AVAILABLE DATA:
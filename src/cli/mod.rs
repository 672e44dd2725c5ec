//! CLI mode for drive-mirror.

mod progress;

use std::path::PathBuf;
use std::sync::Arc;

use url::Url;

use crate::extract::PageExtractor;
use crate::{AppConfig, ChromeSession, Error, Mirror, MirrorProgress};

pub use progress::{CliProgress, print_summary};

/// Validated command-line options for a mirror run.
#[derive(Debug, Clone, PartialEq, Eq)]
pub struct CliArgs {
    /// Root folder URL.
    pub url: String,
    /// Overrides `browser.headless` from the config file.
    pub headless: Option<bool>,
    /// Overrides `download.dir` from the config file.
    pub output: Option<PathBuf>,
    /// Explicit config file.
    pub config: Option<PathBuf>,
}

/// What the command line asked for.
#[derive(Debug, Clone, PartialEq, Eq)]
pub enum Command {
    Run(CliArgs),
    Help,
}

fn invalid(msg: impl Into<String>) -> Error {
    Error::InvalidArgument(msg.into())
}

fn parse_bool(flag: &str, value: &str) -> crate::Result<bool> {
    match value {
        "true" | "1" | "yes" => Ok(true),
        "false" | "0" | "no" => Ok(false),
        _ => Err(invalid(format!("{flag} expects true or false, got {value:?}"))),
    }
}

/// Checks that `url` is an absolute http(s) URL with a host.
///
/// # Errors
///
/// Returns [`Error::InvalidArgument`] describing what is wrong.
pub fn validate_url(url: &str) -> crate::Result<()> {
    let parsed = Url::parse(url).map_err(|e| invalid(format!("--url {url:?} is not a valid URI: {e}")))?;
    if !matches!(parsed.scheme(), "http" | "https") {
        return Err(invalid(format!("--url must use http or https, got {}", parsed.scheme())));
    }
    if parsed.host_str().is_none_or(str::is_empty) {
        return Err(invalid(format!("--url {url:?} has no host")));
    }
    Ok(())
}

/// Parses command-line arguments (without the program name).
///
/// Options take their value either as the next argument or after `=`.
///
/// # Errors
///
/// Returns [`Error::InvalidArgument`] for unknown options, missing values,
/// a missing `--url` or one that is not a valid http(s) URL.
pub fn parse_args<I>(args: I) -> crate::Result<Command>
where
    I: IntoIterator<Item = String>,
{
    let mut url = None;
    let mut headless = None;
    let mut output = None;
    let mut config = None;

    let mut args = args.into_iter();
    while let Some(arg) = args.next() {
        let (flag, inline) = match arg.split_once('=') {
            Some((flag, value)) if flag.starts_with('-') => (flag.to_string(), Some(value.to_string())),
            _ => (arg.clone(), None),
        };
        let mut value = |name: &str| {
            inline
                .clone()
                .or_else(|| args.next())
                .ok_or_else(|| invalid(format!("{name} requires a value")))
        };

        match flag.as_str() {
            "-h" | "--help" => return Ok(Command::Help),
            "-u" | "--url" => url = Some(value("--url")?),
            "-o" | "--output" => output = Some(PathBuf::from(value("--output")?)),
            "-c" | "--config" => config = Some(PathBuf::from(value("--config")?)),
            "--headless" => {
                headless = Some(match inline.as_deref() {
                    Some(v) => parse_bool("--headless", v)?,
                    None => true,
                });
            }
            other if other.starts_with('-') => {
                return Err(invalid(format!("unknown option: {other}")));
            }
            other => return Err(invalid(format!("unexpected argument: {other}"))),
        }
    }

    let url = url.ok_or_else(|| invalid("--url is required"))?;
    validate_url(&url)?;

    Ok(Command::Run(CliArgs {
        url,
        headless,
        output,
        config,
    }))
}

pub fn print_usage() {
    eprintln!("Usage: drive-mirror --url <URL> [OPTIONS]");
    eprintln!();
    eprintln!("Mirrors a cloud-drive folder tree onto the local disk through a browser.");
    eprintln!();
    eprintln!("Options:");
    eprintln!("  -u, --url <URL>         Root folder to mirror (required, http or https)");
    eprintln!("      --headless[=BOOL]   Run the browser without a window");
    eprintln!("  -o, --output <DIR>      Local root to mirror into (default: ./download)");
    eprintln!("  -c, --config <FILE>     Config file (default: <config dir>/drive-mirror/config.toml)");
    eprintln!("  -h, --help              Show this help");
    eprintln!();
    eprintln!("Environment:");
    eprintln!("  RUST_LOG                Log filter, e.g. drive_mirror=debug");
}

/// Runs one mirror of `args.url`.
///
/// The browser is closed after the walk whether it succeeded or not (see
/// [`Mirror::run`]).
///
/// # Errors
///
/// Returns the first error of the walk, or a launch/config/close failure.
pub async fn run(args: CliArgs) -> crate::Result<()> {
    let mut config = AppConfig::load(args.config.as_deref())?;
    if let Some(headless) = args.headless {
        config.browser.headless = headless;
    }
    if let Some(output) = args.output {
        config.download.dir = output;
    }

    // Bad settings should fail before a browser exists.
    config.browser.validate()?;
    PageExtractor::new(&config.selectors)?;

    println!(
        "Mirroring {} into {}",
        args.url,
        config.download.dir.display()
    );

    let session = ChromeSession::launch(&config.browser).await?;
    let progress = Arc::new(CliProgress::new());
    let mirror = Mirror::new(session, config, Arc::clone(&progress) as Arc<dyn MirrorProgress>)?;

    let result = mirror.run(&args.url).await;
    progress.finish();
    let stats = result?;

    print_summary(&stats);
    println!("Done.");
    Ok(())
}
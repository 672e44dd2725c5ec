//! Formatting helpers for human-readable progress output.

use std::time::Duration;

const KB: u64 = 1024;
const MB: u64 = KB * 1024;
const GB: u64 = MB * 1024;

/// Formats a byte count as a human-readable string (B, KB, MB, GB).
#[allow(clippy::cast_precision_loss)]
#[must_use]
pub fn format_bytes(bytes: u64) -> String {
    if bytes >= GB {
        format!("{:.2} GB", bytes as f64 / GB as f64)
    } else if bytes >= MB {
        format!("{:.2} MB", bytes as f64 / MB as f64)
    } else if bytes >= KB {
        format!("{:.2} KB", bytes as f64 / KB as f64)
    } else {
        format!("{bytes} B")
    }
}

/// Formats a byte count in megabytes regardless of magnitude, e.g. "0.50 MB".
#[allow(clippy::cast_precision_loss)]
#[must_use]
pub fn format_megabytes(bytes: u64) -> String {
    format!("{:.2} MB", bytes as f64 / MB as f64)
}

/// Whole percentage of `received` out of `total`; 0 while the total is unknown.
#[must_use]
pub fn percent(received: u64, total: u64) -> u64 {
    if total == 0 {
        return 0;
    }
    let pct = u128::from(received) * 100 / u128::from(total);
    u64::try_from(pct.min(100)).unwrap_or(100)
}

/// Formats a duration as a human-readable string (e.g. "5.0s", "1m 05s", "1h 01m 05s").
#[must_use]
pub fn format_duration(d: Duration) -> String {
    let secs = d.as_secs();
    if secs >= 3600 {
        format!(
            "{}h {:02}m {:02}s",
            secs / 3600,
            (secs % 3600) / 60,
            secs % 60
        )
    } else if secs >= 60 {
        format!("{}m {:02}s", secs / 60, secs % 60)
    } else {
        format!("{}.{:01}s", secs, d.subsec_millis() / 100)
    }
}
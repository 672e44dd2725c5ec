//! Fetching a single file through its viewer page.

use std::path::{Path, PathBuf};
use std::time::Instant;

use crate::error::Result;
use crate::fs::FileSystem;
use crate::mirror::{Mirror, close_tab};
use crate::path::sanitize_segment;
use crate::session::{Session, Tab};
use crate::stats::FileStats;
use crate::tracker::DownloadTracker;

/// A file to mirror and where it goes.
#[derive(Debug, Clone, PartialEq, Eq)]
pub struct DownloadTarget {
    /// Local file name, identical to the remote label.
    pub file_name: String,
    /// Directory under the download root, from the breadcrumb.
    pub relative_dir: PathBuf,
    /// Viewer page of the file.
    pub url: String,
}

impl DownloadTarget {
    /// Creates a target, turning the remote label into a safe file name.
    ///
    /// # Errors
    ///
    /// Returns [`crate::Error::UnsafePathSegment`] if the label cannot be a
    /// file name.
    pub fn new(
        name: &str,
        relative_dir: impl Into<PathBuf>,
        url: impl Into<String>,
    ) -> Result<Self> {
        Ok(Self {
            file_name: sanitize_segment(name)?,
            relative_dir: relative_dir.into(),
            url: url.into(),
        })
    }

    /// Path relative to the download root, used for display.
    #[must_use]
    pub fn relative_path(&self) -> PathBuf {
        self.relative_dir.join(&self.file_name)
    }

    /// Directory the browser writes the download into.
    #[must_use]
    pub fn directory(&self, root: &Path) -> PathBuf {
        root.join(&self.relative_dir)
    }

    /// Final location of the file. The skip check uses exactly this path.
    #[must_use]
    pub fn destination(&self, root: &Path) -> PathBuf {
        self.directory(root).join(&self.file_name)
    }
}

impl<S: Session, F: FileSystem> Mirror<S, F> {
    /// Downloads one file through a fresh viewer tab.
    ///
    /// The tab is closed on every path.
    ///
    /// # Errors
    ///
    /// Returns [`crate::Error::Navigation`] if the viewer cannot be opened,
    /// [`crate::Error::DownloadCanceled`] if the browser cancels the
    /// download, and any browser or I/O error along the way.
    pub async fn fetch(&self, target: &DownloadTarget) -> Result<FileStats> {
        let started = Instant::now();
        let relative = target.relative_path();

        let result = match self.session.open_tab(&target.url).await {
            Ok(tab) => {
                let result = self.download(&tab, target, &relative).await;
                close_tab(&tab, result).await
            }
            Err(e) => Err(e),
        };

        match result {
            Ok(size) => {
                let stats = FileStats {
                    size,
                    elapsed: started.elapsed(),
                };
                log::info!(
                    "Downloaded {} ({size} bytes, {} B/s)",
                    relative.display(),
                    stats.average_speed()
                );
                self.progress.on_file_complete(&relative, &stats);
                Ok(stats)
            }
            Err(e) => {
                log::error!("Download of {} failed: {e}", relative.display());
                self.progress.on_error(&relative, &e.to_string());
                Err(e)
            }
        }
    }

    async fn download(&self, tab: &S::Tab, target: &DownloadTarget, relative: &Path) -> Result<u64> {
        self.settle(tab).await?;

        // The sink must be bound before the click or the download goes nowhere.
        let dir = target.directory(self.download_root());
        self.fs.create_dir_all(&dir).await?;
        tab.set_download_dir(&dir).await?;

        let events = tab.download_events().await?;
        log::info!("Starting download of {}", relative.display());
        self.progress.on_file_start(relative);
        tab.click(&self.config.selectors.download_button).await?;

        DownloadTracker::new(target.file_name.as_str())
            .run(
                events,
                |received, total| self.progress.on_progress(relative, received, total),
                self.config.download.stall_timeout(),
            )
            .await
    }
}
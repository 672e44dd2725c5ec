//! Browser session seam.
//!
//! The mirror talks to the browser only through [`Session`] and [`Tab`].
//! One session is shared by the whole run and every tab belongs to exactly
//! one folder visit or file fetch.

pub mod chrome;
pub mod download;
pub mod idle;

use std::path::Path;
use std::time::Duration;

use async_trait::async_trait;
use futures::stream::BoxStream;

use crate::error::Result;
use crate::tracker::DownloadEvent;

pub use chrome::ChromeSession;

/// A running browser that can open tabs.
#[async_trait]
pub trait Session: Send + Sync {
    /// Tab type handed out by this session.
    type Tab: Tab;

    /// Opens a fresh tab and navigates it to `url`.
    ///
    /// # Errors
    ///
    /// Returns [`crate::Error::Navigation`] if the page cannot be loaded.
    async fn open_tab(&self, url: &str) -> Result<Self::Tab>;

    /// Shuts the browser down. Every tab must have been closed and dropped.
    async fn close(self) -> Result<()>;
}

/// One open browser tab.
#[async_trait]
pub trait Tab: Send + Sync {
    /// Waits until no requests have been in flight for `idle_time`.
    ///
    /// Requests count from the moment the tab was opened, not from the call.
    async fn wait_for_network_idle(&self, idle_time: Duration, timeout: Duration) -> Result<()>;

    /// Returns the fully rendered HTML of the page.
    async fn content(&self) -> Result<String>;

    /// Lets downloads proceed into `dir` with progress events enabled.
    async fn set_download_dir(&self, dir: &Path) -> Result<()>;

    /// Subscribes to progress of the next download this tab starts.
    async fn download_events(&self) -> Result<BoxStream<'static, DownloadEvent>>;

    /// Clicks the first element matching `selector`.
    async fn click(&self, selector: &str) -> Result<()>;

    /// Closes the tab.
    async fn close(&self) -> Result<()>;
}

TASK OBJECTIVE: For the listing above, identify each line bearing "that".

RESPONSE BELOW:
/// Checks that `url` is an absolute http(s) URL with a host.
/// a missing `--url` or one that is not a valid http(s) URL.
/// A running browser that can open tabs.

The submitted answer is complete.